WHAT THIS TASK INVOLVES
Repeat exactly the lines from the first line of the records through the line containing "liveness probe and", and nothing more.

EXTRACTED MATERIAL

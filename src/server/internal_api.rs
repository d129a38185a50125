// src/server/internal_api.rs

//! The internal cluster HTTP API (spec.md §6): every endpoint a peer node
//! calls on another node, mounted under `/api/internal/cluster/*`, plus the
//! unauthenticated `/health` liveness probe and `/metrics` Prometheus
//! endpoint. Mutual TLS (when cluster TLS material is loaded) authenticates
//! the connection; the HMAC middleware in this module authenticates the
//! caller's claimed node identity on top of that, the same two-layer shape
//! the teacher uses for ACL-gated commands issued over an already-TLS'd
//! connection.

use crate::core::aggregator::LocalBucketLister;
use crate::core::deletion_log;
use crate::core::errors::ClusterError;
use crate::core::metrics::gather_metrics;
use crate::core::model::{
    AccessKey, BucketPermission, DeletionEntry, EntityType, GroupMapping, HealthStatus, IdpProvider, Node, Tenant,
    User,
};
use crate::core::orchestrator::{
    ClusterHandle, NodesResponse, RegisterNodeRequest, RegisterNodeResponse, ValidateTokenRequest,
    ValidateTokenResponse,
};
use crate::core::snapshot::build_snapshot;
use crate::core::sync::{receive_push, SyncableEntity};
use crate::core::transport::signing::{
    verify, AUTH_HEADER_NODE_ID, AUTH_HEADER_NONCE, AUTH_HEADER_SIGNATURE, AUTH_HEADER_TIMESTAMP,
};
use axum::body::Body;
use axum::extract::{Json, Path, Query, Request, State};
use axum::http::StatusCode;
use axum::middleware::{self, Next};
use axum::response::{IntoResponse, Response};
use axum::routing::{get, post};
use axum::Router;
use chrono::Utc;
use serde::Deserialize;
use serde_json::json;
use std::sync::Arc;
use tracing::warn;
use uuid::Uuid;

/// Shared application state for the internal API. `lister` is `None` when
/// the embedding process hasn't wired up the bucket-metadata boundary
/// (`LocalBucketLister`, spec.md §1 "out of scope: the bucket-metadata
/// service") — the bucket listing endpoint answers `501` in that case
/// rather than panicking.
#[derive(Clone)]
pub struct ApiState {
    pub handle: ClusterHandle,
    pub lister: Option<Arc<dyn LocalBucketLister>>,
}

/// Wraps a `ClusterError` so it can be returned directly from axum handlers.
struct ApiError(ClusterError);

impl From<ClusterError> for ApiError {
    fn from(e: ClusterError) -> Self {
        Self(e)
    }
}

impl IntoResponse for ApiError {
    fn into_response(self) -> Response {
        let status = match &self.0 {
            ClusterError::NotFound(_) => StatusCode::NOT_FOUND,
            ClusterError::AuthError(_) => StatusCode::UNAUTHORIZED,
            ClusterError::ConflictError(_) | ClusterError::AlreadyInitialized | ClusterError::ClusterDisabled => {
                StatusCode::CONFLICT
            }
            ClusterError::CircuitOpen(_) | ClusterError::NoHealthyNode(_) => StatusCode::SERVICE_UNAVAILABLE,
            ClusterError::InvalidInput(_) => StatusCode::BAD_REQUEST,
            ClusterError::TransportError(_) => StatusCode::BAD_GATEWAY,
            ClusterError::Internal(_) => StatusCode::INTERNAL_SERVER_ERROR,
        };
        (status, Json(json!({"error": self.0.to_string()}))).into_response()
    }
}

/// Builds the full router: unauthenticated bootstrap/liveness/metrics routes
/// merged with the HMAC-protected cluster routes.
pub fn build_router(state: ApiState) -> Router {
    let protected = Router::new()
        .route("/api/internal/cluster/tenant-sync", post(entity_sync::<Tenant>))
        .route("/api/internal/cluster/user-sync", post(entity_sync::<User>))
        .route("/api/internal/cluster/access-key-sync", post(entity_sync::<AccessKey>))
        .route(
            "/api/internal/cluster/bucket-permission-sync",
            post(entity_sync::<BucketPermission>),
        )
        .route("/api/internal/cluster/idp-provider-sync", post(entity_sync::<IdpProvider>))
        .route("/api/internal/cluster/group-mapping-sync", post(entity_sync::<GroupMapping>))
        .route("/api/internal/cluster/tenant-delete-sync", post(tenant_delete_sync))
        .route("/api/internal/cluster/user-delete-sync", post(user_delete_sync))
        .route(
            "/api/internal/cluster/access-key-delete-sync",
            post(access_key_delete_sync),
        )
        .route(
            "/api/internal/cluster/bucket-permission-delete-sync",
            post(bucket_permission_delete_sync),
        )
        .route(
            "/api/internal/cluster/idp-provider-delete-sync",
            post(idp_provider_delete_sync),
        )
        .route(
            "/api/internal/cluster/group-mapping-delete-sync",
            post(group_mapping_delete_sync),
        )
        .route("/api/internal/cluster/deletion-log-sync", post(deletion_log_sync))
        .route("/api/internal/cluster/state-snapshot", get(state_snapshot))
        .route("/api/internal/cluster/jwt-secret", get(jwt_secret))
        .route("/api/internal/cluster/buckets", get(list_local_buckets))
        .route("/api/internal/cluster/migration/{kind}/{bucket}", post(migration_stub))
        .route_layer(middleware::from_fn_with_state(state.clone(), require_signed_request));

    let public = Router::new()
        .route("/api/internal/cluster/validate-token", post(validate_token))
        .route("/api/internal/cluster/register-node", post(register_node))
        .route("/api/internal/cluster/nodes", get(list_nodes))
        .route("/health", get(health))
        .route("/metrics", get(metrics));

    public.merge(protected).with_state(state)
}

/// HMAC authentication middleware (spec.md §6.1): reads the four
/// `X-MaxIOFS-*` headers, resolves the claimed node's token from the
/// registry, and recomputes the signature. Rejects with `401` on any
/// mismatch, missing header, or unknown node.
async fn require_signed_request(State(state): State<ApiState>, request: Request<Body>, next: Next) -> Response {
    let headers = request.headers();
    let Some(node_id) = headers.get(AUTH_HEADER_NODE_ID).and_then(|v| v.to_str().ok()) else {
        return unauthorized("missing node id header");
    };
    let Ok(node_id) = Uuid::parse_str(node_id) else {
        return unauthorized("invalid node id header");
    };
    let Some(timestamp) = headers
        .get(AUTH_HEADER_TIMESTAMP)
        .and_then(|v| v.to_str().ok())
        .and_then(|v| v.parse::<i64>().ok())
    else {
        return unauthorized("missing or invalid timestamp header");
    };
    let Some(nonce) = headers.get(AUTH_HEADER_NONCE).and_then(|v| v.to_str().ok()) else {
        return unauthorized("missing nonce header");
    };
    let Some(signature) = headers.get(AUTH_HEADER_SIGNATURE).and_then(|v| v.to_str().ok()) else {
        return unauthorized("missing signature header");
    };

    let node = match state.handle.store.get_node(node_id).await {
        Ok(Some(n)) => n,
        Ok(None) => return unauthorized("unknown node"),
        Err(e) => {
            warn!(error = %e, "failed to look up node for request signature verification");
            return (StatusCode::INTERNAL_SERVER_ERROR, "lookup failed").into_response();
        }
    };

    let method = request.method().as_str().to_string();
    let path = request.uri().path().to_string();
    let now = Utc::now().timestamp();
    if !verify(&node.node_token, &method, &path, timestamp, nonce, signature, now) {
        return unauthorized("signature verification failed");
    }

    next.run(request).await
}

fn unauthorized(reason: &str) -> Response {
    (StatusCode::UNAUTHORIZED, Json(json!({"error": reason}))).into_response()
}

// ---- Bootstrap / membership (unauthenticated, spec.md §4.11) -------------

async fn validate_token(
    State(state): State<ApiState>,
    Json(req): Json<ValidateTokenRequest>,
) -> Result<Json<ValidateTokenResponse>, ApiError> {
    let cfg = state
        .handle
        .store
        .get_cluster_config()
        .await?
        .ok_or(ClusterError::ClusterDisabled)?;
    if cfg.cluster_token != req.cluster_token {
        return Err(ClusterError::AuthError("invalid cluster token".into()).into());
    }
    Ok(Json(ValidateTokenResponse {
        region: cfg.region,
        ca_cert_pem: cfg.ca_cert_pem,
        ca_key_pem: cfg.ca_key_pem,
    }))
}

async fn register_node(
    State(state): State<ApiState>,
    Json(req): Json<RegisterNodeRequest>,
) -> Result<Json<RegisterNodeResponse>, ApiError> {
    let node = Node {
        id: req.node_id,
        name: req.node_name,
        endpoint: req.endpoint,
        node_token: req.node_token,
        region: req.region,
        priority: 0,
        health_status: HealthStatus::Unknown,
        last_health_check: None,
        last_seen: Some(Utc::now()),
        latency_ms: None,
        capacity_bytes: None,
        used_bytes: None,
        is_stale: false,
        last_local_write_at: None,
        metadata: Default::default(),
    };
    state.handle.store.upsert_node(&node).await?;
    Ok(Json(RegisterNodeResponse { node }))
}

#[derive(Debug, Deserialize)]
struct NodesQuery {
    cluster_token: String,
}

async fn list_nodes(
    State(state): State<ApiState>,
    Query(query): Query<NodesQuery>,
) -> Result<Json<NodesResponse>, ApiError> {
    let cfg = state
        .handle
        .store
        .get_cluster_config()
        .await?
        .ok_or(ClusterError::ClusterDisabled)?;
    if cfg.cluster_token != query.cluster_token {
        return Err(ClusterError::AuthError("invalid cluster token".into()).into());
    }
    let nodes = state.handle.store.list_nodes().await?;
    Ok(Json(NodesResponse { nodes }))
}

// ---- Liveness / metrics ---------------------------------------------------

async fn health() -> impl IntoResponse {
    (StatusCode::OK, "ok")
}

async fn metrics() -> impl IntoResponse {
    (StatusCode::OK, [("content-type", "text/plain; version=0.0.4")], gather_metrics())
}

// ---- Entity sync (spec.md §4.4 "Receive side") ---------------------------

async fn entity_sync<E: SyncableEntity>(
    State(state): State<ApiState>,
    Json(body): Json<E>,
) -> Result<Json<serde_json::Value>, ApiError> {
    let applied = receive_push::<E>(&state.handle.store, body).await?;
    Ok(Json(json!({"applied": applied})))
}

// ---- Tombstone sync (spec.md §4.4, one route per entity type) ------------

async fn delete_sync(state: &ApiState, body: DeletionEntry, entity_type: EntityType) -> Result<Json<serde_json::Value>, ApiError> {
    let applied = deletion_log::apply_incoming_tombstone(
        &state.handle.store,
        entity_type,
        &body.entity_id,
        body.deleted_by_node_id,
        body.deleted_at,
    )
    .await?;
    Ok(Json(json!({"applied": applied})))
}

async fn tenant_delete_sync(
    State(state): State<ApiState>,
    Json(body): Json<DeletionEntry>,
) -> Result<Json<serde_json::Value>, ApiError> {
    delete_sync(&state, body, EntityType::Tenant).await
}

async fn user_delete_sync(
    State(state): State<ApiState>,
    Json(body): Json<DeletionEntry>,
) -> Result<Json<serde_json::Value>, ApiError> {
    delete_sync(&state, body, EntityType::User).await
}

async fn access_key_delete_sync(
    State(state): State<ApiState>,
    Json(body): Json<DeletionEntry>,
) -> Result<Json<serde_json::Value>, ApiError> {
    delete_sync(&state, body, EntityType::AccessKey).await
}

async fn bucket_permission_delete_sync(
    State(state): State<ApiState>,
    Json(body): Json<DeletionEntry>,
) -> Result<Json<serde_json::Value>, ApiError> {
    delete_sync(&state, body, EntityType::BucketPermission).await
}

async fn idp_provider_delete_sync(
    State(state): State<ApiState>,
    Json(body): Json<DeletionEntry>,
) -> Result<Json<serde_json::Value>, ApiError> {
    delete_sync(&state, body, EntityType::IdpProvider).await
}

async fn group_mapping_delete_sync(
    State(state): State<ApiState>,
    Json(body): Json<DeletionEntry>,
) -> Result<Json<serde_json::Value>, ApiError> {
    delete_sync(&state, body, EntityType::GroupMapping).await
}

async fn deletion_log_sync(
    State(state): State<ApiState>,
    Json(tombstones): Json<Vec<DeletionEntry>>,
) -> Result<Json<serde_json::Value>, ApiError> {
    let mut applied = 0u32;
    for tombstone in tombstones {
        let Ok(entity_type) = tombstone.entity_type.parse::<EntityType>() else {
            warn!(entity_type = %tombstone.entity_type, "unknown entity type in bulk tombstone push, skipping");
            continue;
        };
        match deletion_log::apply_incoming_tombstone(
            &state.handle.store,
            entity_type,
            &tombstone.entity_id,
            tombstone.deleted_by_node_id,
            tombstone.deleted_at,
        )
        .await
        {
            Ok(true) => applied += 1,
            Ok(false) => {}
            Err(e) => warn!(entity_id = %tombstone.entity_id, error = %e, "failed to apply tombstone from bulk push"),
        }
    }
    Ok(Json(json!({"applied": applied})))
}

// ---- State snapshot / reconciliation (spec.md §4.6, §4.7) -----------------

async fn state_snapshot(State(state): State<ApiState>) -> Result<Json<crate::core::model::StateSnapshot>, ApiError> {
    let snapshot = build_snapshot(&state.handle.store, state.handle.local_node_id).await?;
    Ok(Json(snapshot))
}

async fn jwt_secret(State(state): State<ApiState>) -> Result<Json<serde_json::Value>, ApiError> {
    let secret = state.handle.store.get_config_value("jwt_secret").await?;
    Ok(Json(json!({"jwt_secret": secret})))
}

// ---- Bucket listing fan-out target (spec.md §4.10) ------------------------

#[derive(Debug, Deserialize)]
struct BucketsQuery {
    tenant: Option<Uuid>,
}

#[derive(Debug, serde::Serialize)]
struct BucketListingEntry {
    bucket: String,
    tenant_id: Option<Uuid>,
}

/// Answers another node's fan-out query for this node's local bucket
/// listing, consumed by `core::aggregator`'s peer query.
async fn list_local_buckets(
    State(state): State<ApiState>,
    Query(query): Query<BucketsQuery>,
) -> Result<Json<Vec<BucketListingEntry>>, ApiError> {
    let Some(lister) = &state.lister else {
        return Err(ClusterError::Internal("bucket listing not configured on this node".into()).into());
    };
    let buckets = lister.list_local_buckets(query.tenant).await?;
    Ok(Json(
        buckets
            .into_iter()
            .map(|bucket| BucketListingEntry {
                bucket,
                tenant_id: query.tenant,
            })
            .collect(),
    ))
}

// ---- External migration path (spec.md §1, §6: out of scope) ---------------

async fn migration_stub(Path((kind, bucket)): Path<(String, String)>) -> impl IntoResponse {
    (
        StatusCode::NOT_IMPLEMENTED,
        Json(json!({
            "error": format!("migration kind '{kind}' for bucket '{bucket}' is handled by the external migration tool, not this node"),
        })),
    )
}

EXERCISE RESULT
filename src/server/internal_api.rs
repository d129a38185a50125
// src/server/internal_api.rs

//! The internal cluster HTTP API (spec.md §6): every endpoint a peer node
//! calls on another node, mounted under `/api/internal/cluster/*`, plus the
//! unauthenticated `/health` liveness probe and `/metrics` Prometheus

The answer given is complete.